- Gene prediction by computational methods for finding the location of protein coding regions is one of the essential issues in bioinformatics.
- Gene prediction basically means locating genes along a genome. Also called gene finding, it refers to the process of identifying the regions of genomic DNA that encode genes.
- This includes protein coding genes, RNA genes and other functional elements such as the regulatory genes.
Importance of Gene Prediction
- Helps to annotate large, contiguous sequences
- Aids in the identification of fundamental and essential elements of genome such as functional genes, intron, exon, splicing sites, regulatory sites, gene encoding known proteins, motifs, EST, ACR, etc.
- Distinguish between coding and non-coding regions of a genome
- Predict complete exon – intron structures of protein coding regions
- Describe individual genes in terms of their function
- It has vast application in structural genomics ,functional genomics , metabolomics, transcriptomics, proteomics, genome studies and other genetic related studies including genetics disorders detection, treatment and prevention.
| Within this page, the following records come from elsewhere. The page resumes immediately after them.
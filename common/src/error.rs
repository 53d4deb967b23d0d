//! エラー型定義

use thiserror::Error;

/// 共通エラー型
#[derive(Error, Debug)]
pub enum Error {
    #[error("Invalid rule kind: {0} (expected equals/regex/startswith/contains)")]
    InvalidRuleKind(String),

    #[error("Invalid regex pattern '{pattern}': {source}")]
    InvalidPattern {
        pattern: String,
        #[source]
        source: regex::Error,
    },

    #[error("Config error: {0}")]
    Config(String),
}

/// Result型エイリアス
pub type Result<T> = std::result::Result<T, Error>;
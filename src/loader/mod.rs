//! 入力ファイル読み込みモジュール
//!
//! - カタログ: セミコロン区切りCSV（1列目が正式名称、2列目の件数は無視）
//! - ルール: YAML（`rules:` 配下に type/pattern/replacement）
//! - 一括処理の入力表: CSV / Excel

pub mod catalog;
pub mod rules;
pub mod table;

pub use catalog::{load_catalog, read_catalog};
pub use rules::{load_rules, parse_rules};
pub use table::{read_table, Table};

use crate::error::{CleanseError, Result};
use std::path::Path;

/// ファイルの存在確認
fn ensure_exists(path: &Path) -> Result<()> {
    if !path.exists() {
        return Err(CleanseError::FileNotFound(path.display().to_string()));
    }
    Ok(())
}
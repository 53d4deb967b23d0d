use thiserror::Error;

#[derive(Error, Debug)]
pub enum CleanseError {
    #[error("設定エラー: {0}")]
    Config(String),

    #[error("ファイルが見つかりません: {0}")]
    FileNotFound(String),

    #[error("列が見つかりません: {0}")]
    ColumnNotFound(String),

    #[error("座標が登録されていません: {0}")]
    UnknownLocation(String),

    #[error("未対応のファイル形式: {0}")]
    UnsupportedFormat(String),

    #[error("JSON解析エラー: {0}")]
    JsonParse(#[from] serde_json::Error),

    #[error("YAML解析エラー: {0}")]
    YamlParse(#[from] serde_yaml::Error),

    #[error("CSV処理エラー: {0}")]
    Csv(#[from] csv::Error),

    #[error("Excel読み込みエラー: {0}")]
    ExcelRead(#[from] calamine::Error),

    #[error("Excel生成エラー: {0}")]
    ExcelGeneration(#[from] rust_xlsxwriter::XlsxError),

    #[error("IOエラー: {0}")]
    Io(#[from] std::io::Error),

    #[error(transparent)]
    Common(#[from] supplier_cleanse_common::Error),
}

pub type Result<T> = std::result::Result<T, CleanseError>;
//! サプライヤー名解決モジュール
//!
//! クレンジング → ルール適用 → 類似度照合 → 閾値判定 の順に処理し、
//! カタログ上の正式名称を返す。
//!
//! ## 処理フロー
//! 1. 名称をクレンジング
//! 2. ルールが一致すれば置換先を即座に返す（閾値は適用しない）
//! 3. 類似度インデックスで最良候補を取得
//! 4. スコアが `min_score` 以上なら候補名、未満なら未解決（`None`）

use crate::cleanser::TextCleanser;
use crate::error::{Error, Result};
use crate::rules::{Rule, RuleSet};
use crate::similarity::{build_index_with, IndexStrategy, SimilarityIndex};
use serde::Serialize;

/// 既定の採用閾値
pub const DEFAULT_MIN_SCORE: f64 = 0.7;

/// 照合結果の出どころ
#[derive(Debug, Clone, Copy, PartialEq, Eq, Serialize)]
#[serde(rename_all = "lowercase")]
pub enum MatchSource {
    /// 置換ルール
    Rule,
    /// 類似度照合
    Similarity,
    /// 未解決
    None,
}

impl std::fmt::Display for MatchSource {
    fn fmt(&self, f: &mut std::fmt::Formatter<'_>) -> std::fmt::Result {
        match self {
            MatchSource::Rule => write!(f, "rule"),
            MatchSource::Similarity => write!(f, "similarity"),
            MatchSource::None => write!(f, "none"),
        }
    }
}

/// 1件分の照合結果
#[derive(Debug, Clone, PartialEq)]
pub struct MatchResult {
    /// 入力された名称
    pub input: String,
    /// クレンジング後の名称
    pub cleansed: String,
    /// 解決した名称（未解決なら `None`）
    pub matched_name: Option<String>,
    /// スコア（ルール一致は 1.0、未解決時は意味を持たない）
    pub score: f64,
    pub source: MatchSource,
}

impl MatchResult {
    pub fn is_resolved(&self) -> bool {
        self.matched_name.is_some()
    }
}

/// 名称解決セッション
///
/// カタログ・ルール・閾値を保持し、類似度インデックスを一度だけ構築して
/// すべての問い合わせで共有する。カタログが変わった場合は作り直すこと。
pub struct Resolver {
    cleanser: TextCleanser,
    rules: RuleSet,
    index: Box<dyn SimilarityIndex>,
    min_score: f64,
}

impl std::fmt::Debug for Resolver {
    fn fmt(&self, f: &mut std::fmt::Formatter<'_>) -> std::fmt::Result {
        f.debug_struct("Resolver")
            .field("rules", &self.rules.len())
            .field("catalog", &self.index.len())
            .field("min_score", &self.min_score)
            .finish()
    }
}

/// `Resolver` の構築用
#[derive(Debug, Clone)]
pub struct ResolverBuilder {
    catalog: Vec<String>,
    rules: Vec<Rule>,
    min_score: f64,
    strategy: IndexStrategy,
    cleanser: TextCleanser,
}

impl ResolverBuilder {
    pub fn rules(mut self, rules: &[Rule]) -> Self {
        self.rules = rules.to_vec();
        self
    }

    pub fn min_score(mut self, min_score: f64) -> Self {
        self.min_score = min_score;
        self
    }

    pub fn strategy(mut self, strategy: IndexStrategy) -> Self {
        self.strategy = strategy;
        self
    }

    pub fn cleanser(mut self, cleanser: TextCleanser) -> Self {
        self.cleanser = cleanser;
        self
    }

    /// ルールのコンパイルとインデックス構築を行う
    pub fn build(self) -> Result<Resolver> {
        if self.min_score.is_nan() {
            return Err(Error::Config("min_score must be a number".into()));
        }

        let rules = RuleSet::compile(&self.rules)?;
        let index = build_index_with(&self.catalog, &self.strategy, &self.cleanser)?;

        tracing::debug!(
            catalog = self.catalog.len(),
            rules = rules.len(),
            min_score = self.min_score,
            "名称解決セッションを作成"
        );

        Ok(Resolver {
            cleanser: self.cleanser,
            rules,
            index,
            min_score: self.min_score,
        })
    }
}

impl Resolver {
    pub fn builder<S: AsRef<str>>(catalog: &[S]) -> ResolverBuilder {
        ResolverBuilder {
            catalog: catalog.iter().map(|s| s.as_ref().to_string()).collect(),
            rules: Vec::new(),
            min_score: DEFAULT_MIN_SCORE,
            strategy: IndexStrategy::default(),
            cleanser: TextCleanser::default(),
        }
    }

    /// 既定の戦略でセッションを作成
    pub fn new<S: AsRef<str>>(catalog: &[S], rules: &[Rule], min_score: f64) -> Result<Self> {
        Self::builder(catalog).rules(rules).min_score(min_score).build()
    }

    pub fn min_score(&self) -> f64 {
        self.min_score
    }

    pub fn catalog_len(&self) -> usize {
        self.index.len()
    }

    pub fn cleanser(&self) -> &TextCleanser {
        &self.cleanser
    }

    /// 照合の詳細を返す
    pub fn match_name(&self, name: &str) -> MatchResult {
        let cleansed = self.cleanser.clean(name);

        if let Some(replacement) = self.rules.apply(&cleansed) {
            tracing::debug!(input = name, replacement, "ルール一致");
            return MatchResult {
                input: name.to_string(),
                matched_name: Some(replacement.to_string()),
                cleansed,
                score: 1.0,
                source: MatchSource::Rule,
            };
        }

        let unresolved = |cleansed: String| MatchResult {
            input: name.to_string(),
            cleansed,
            matched_name: None,
            score: 0.0,
            source: MatchSource::None,
        };

        if cleansed.is_empty() {
            return unresolved(cleansed);
        }

        match self.index.best_match(&cleansed, 1).into_iter().next() {
            Some(best) if best.score >= self.min_score => {
                tracing::debug!(input = name, matched = %best.name, score = best.score, "類似度一致");
                MatchResult {
                    input: name.to_string(),
                    cleansed,
                    matched_name: Some(best.name),
                    score: best.score,
                    source: MatchSource::Similarity,
                }
            }
            best => {
                tracing::debug!(
                    input = name,
                    best_score = best.map(|c| c.score).unwrap_or(0.0),
                    "閾値未満のため未解決"
                );
                unresolved(cleansed)
            }
        }
    }

    /// 1件の名称を解決する
    pub fn resolve(&self, name: &str) -> Option<String> {
        self.match_name(name).matched_name
    }

    /// 優先順に並んだ候補から最初に解決できた名称を返す
    ///
    /// 「仕入先名列Aが駄目なら列B」のような列フォールバックに使う。
    pub fn resolve_from_priority<S: AsRef<str>>(&self, names: &[S]) -> Option<String> {
        names.iter().find_map(|name| self.resolve(name.as_ref()))
    }

    /// 複数の名称をまとめて解決する（入力と同じ順序・件数）
    pub fn resolve_batch<S: AsRef<str>>(&self, names: &[S]) -> Vec<Option<String>> {
        names.iter().map(|name| self.resolve(name.as_ref())).collect()
    }
}

/// 1件の名称を解決する（インデックスはその場で構築）
pub fn resolve<S: AsRef<str>>(
    name: &str,
    catalog: &[S],
    rules: Option<&[Rule]>,
    min_score: f64,
) -> Result<Option<String>> {
    let resolver = Resolver::new(catalog, rules.unwrap_or(&[]), min_score)?;
    Ok(resolver.resolve(name))
}

/// 優先順の候補から解決する
pub fn resolve_from_priority<N: AsRef<str>, S: AsRef<str>>(
    names: &[N],
    catalog: &[S],
    rules: Option<&[Rule]>,
    min_score: f64,
) -> Result<Option<String>> {
    let resolver = Resolver::new(catalog, rules.unwrap_or(&[]), min_score)?;
    Ok(resolver.resolve_from_priority(names))
}

/// まとめて解決する（インデックスは一度だけ構築して共有）
pub fn resolve_batch<N: AsRef<str>, S: AsRef<str>>(
    names: &[N],
    catalog: &[S],
    rules: Option<&[Rule]>,
    min_score: f64,
) -> Result<Vec<Option<String>>> {
    let resolver = Resolver::new(catalog, rules.unwrap_or(&[]), min_score)?;
    Ok(resolver.resolve_batch(names))
}
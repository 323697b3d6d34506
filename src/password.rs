use argon2::{
    Argon2, PasswordHash, PasswordHasher, PasswordVerifier, password_hash::SaltString,
};
use rand::rngs::OsRng;
use std::sync::Arc;

use crate::{config::PasswordEncoding, error::AuthError};

/// PasswordEncoder
///
/// Abstracts how stored credentials are produced and compared, so the user
/// directory never needs to know whether it holds plaintext or hashes.
pub trait PasswordEncoder: Send + Sync {
    /// Produces the stored form of a raw password.
    fn encode(&self, raw: &str) -> Result<String, AuthError>;

    /// Checks a presented raw password against a stored, encoded one.
    fn matches(&self, raw: &str, encoded: &str) -> bool;

    /// Short name used in startup logs.
    fn name(&self) -> &'static str;
}

/// Shared, thread-safe handle held by the application state.
pub type EncoderState = Arc<dyn PasswordEncoder>;

/// NoOpPasswordEncoder
///
/// Stores and compares passwords in plaintext. This reproduces the original demo
/// and is INSECURE: it exists for local testing only and is refused in production.
#[derive(Debug, Clone, Copy, Default)]
pub struct NoOpPasswordEncoder;

impl PasswordEncoder for NoOpPasswordEncoder {
    fn encode(&self, raw: &str) -> Result<String, AuthError> {
        Ok(raw.to_string())
    }

    fn matches(&self, raw: &str, encoded: &str) -> bool {
        raw == encoded
    }

    fn name(&self) -> &'static str {
        "noop"
    }
}

/// Argon2PasswordEncoder
///
/// Salted argon2id hashes in PHC string format.
#[derive(Default)]
pub struct Argon2PasswordEncoder {
    argon2: Argon2<'static>,
}

impl PasswordEncoder for Argon2PasswordEncoder {
    fn encode(&self, raw: &str) -> Result<String, AuthError> {
        let salt = SaltString::generate(&mut OsRng);
        self.argon2
            .hash_password(raw.as_bytes(), &salt)
            .map(|hash| hash.to_string())
            .map_err(|e| AuthError::Encoding(e.to_string()))
    }

    fn matches(&self, raw: &str, encoded: &str) -> bool {
        // A stored value that is not a PHC string can never match.
        match PasswordHash::new(encoded) {
            Ok(parsed) => self
                .argon2
                .verify_password(raw.as_bytes(), &parsed)
                .is_ok(),
            Err(_) => false,
        }
    }

    fn name(&self) -> &'static str {
        "argon2"
    }
}

/// Builds the encoder selected by configuration.
pub fn encoder_for(encoding: PasswordEncoding) -> EncoderState {
    match encoding {
        PasswordEncoding::NoOp => Arc::new(NoOpPasswordEncoder),
        PasswordEncoding::Argon2 => Arc::new(Argon2PasswordEncoder::default()),
    }
}
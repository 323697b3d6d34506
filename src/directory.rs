use async_trait::async_trait;
use std::{collections::HashMap, sync::Arc};

use crate::{error::AuthError, models::UserAccount, password::PasswordEncoder};

/// UserDirectory Trait
///
/// The lookup contract the credential verifier depends on. Handlers and the
/// verifier only ever see this trait, so tests can substitute their own
/// directory without touching the HTTP layer.
///
/// **Send + Sync + async_trait** keep `Arc<dyn UserDirectory>` usable across
/// Axum's task boundaries.
#[async_trait]
pub trait UserDirectory: Send + Sync {
    /// Exact, case-sensitive lookup by username.
    async fn load_user(&self, username: &str) -> Option<UserAccount>;
}

/// Shared handle stored in `AppState`.
pub type DirectoryState = Arc<dyn UserDirectory>;

/// The fixed demo users as (username, raw password, roles).
pub const SEED_USERS: &[(&str, &str, &[&str])] = &[
    ("abhishek", "star-tech", &["admin"]),
    ("warrior", "war", &["user"]),
];

/// InMemoryUserDirectory
///
/// Immutable after construction. Built once at startup and shared read-only.
#[derive(Debug, Clone, Default)]
pub struct InMemoryUserDirectory {
    users: HashMap<String, UserAccount>,
}

impl InMemoryUserDirectory {
    /// Builds a directory from accounts whose passwords are already encoded.
    /// A later duplicate username replaces an earlier one.
    pub fn new(accounts: impl IntoIterator<Item = UserAccount>) -> Self {
        let users = accounts
            .into_iter()
            .map(|account| (account.username.clone(), account))
            .collect();
        Self { users }
    }

    /// with_encoded_users
    ///
    /// Builds a directory from raw (username, password, roles) triples, running every
    /// password through `encoder` first so the stored form matches what the verifier
    /// will compare against.
    pub fn with_encoded_users(
        seed: &[(&str, &str, &[&str])],
        encoder: &dyn PasswordEncoder,
    ) -> Result<Self, AuthError> {
        let mut accounts = Vec::with_capacity(seed.len());
        for (username, raw, roles) in seed {
            let encoded = encoder.encode(raw)?;
            accounts.push(UserAccount::new(username, &encoded, roles.iter().copied()));
        }
        Ok(Self::new(accounts))
    }

    /// The two fixed demo users, encoded with `encoder`.
    pub fn seeded(encoder: &dyn PasswordEncoder) -> Result<Self, AuthError> {
        Self::with_encoded_users(SEED_USERS, encoder)
    }

    pub fn len(&self) -> usize {
        self.users.len()
    }

    pub fn is_empty(&self) -> bool {
        self.users.is_empty()
    }
}

#[async_trait]
impl UserDirectory for InMemoryUserDirectory {
    async fn load_user(&self, username: &str) -> Option<UserAccount> {
        self.users.get(username).cloned()
    }
}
Bioinformatics and the Prediction of Genes
- With databases of human and model organism DNA sequences increasing quickly with time, it has become almost impossible to carry out the conventional painstaking experimentation on living cells and organisms to predict genes.
- Formerly, statistical analysis of the rates of homologous recombination of several different genes could determine their order on a certain chromosome, and information from many such experiments could be combined to create a genetic map specifying the rough location of known genes relative to each other.
- However, today, the frontiers of bioinformatics research are making it increasingly possible to predict the function of such a deluge of genes based on its sequence alone.
Methods of Gene Prediction
Two classes of methods are generally adopted:
A. Similarity based searches
It is a method based on sequence similarity searches.
- It is a conceptually simple approach that is based on finding similarity in gene sequences between ESTs (expressed sequence tags), proteins, or other genomes to the input genome.
- This approach is based on the assumption that functional regions (exons) are more conserved evolutionarily than nonfunctional regions (intergenic or intronic regions).
- Once there is similarity between a certain genomic region and an EST, DNA, or protein, the similarity information can be used to infer gene structure or function of that region.
- Local alignment and global alignment are two methods based on similarity searches. The most common local alignment tool is the BLAST family of programs, which detects sequence similarity to known genes, proteins, or ESTs.
- Two more types of software, PROCRUSTES and GeneWise , use global alignment of a homologous protein to translated ORFs in a genomic sequence for gene prediction.
- A new heuristic method based on pairwise genome comparison has been implemented in the software called CSTfinder.
B. Ab- initio prediction
It is a method based on gene structure and signal-based searches.
- It uses gene structure as a template to detect genes
- Ab initio gene predictions rely on two types of sequence information: signal sensors and content sensors.
- Signal sensors refer to short sequence motifs, such as splice sites, branch points, polypyrimidine tracts, start codons and stop codons.
- On the other hand content sensors refer to the patterns of codon usage that are unique to a species, and allow coding sequences to be distinguished from the surrounding non-coding sequences by statistical detection algorithms. Exon detection must rely on the content sensors.
- The search by this method thus relies on the major feature present in the genes.
- Many algorithms are applied for modeling gene structure, such as Dynamic Programming, linear discriminant analysis, Linguist methods, Hidden Markov Model and Neural Network.
- Based on these models, a great number of ab initio gene prediction programs have been developed. Some of the frequently used ones are GeneID, FGENESH, GeneParser, GlimmerM, GENSCAN etc.